* **What this task involves**:
Below is a listing; reproduce exactly its lines from the one containing "pub mod input;" to its last line, both ends kept, and no other lines.

Information supplied START

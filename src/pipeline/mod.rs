//! Pipeline stages for PDF-to-mindmap conversion.
//!
//! Each submodule implements one step. Stages run strictly in sequence; a
//! failing stage stops the run before the next one starts.
//!
//! ## Data Flow
//!
//! ```text
//! input ──▶ extract ──▶ outline ──▶ mindmap
//! (path/    (text layer,  (LLM)      (HTML)
//!  URL/      then OCR)
//!  bytes)        └──────▶ questions (LLM, on demand)
//! ```
//!
//! 1. [`input`]     — resolve a path, URL or byte buffer to a scoped local file
//! 2. [`extract`]   — run extraction strategies in order over a [`render::PdfBackend`];
//!    OCR goes through an [`ocr::OcrEngine`], fed by [`encode`]
//! 3. [`outline`]   — truncate, prompt, trim; via an [`llm::InferenceClient`]
//! 4. [`mindmap`]   — embed the outline in a markmap HTML page
//! 5. [`questions`] — prompt and split the reply into lines

pub mod encode;
pub mod extract;
pub mod input;
pub mod llm;
pub mod mindmap;
pub mod ocr;
pub mod outline;
pub mod questions;
pub mod render;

Information supplied END

* **Answer below**:
pub mod input;
pub mod llm;
pub mod mindmap;
pub mod ocr;
pub mod outline;
pub mod questions;
pub mod render;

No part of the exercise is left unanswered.